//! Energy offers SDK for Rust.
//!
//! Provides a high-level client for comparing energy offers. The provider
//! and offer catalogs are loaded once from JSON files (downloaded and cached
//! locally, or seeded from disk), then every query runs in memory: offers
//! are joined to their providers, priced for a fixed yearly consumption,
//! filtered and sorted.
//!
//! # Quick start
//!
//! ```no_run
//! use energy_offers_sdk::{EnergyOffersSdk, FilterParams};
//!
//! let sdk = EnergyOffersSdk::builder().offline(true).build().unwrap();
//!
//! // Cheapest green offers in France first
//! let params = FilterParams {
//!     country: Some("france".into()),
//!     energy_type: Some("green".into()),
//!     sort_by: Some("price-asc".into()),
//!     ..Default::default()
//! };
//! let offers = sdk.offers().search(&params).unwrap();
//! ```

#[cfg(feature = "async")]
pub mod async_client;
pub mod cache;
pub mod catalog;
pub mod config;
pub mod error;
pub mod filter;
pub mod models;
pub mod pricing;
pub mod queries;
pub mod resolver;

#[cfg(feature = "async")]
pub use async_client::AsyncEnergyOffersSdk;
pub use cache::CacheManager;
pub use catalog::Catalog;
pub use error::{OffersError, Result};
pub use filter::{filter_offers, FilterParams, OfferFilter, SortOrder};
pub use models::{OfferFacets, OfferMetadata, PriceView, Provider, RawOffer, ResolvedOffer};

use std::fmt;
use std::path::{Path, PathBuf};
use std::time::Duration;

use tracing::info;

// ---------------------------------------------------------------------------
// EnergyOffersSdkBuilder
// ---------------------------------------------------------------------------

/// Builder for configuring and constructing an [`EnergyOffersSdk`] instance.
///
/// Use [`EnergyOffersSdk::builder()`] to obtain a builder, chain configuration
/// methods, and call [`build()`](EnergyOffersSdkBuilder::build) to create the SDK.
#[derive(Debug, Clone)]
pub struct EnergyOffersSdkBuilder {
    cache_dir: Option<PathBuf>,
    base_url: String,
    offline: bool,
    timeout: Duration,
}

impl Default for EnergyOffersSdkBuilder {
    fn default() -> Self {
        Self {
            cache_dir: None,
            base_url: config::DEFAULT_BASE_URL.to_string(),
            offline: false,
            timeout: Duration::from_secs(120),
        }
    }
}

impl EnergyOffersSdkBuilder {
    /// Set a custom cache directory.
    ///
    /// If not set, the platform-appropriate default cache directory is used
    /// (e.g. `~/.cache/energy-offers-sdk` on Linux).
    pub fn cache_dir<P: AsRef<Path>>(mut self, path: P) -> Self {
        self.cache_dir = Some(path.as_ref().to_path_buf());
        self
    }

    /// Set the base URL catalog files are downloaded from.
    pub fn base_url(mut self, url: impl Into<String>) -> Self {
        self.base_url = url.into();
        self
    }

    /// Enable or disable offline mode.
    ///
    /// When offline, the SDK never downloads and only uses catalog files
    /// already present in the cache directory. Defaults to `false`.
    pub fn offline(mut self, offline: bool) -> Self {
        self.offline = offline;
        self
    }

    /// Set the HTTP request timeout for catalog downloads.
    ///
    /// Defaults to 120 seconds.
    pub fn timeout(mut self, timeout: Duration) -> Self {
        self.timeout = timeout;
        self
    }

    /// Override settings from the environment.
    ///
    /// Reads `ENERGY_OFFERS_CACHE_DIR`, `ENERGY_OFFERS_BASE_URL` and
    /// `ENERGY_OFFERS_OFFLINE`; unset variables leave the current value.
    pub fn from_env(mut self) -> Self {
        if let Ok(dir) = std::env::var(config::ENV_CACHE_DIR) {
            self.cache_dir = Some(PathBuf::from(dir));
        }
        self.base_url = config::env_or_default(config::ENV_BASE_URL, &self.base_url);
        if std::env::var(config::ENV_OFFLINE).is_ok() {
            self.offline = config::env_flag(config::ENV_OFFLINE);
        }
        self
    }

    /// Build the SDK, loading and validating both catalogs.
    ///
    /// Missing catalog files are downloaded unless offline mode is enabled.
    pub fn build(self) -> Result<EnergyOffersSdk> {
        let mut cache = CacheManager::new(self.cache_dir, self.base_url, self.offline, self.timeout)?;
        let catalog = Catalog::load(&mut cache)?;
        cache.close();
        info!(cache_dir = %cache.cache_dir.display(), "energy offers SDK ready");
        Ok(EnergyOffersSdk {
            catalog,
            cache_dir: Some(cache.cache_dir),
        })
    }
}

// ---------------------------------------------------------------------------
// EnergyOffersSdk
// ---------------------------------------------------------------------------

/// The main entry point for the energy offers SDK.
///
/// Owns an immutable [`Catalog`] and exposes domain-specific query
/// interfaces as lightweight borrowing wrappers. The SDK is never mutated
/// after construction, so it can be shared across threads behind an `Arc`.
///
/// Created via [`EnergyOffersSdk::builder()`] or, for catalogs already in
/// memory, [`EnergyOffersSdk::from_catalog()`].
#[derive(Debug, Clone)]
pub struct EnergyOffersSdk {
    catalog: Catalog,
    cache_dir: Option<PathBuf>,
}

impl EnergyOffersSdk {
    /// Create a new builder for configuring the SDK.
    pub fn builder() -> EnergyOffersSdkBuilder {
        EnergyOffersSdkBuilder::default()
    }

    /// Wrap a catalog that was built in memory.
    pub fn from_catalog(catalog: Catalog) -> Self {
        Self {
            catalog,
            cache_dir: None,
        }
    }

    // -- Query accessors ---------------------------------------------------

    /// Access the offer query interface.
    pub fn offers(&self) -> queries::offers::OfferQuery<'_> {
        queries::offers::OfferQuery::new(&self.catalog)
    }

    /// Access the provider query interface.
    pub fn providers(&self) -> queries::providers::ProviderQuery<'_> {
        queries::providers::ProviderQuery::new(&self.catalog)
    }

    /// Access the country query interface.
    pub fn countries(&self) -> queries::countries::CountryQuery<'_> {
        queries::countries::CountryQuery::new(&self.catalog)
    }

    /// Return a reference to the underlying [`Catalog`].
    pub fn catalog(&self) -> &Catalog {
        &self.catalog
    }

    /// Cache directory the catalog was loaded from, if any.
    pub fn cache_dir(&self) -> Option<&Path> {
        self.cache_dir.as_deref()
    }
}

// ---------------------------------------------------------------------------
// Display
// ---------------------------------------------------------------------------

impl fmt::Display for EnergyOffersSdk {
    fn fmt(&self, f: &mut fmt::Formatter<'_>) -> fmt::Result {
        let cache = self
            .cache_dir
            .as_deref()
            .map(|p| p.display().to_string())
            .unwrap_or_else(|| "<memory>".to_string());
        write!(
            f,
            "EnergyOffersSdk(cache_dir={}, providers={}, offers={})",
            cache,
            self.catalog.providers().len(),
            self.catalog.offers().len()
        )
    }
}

#### Instructions to follow:
Keeping every character as it is, restate the lines above that run from the line with "use std::time::Duration;" through the line with "pub struct EnergyOffersSdkBuilder", both included, and nothing else.

#### The completed task:
use std::time::Duration;

use tracing::info;

// ---------------------------------------------------------------------------
// EnergyOffersSdkBuilder
// ---------------------------------------------------------------------------

/// Builder for configuring and constructing an [`EnergyOffersSdk`] instance.
///
/// Use [`EnergyOffersSdk::builder()`] to obtain a builder, chain configuration
/// methods, and call [`build()`](EnergyOffersSdkBuilder::build) to create the SDK.
#[derive(Debug, Clone)]
pub struct EnergyOffersSdkBuilder {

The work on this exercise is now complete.